▸ Source records:
※ ※ ※

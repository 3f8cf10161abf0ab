//! Expense model
//!
//! An expense is immutable once recorded: the database assigns its id, and
//! there is no update operation.

use chrono::{Local, NaiveDate};
use rusqlite::Row;
use serde::Serialize;

use super::ids::ExpenseId;
use super::money::Money;

/// A recorded expense, as stored in the `expenses` table
///
/// Field order is the column order used by CSV export.
#[derive(Debug, Clone, PartialEq, Eq, Serialize)]
pub struct Expense {
    /// Database-assigned identifier
    pub id: ExpenseId,

    /// Date the expense was recorded
    pub created_on: NaiveDate,

    /// Amount spent (always at least 0.01 once stored)
    pub amount: Money,

    /// Free-text description
    pub memo: String,
}

impl Expense {
    /// Build an expense from a `SELECT id, amount, memo, created_on` row
    pub fn from_row(row: &Row<'_>) -> rusqlite::Result<Self> {
        Ok(Self {
            id: row.get("id")?,
            amount: row.get("amount")?,
            memo: row.get("memo")?,
            created_on: row.get("created_on")?,
        })
    }
}

/// A request to record a new expense
#[derive(Debug, Clone, PartialEq, Eq)]
pub struct NewExpense {
    pub amount: Money,
    pub memo: String,
    /// Explicit date; `None` records the expense on today's date
    pub created_on: Option<NaiveDate>,
}

impl NewExpense {
    /// Create an expense request dated today
    pub fn new(amount: Money, memo: impl Into<String>) -> Self {
        Self {
            amount,
            memo: memo.into(),
            created_on: None,
        }
    }

    /// Record the expense on a specific date instead of today
    pub fn on(mut self, date: NaiveDate) -> Self {
        self.created_on = Some(date);
        self
    }

    /// The date that will be stored
    pub fn effective_date(&self) -> NaiveDate {
        self.created_on
            .unwrap_or_else(|| Local::now().date_naive())
    }
}

#[cfg(test)]
mod tests {
    use super::*;

    #[test]
    fn test_new_expense_defaults_to_today() {
        let request = NewExpense::new(Money::from_cents(1000), "Lunch");
        assert!(request.created_on.is_none());
        assert_eq!(request.effective_date(), Local::now().date_naive());
    }

    #[test]
    fn test_new_expense_with_date() {
        let date = NaiveDate::from_ymd_opt(2024, 3, 15).unwrap();
        let request = NewExpense::new(Money::from_cents(250), "Coffee").on(date);
        assert_eq!(request.effective_date(), date);
        assert_eq!(request.memo, "Coffee");
    }
}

※ ※ ※

▸ What needs to be done:
When you reach the line that contains "use serde::Serialize;", stop; that line and every line before it, from the very first line of the data, should be restated word for word.

▸ Response to this task:
repository 3f8cf10161abf0ab
//! Expense model
//!
//! An expense is immutable once recorded: the database assigns its id, and
//! there is no update operation.

use chrono::{Local, NaiveDate};
use rusqlite::Row;
use serde::Serialize;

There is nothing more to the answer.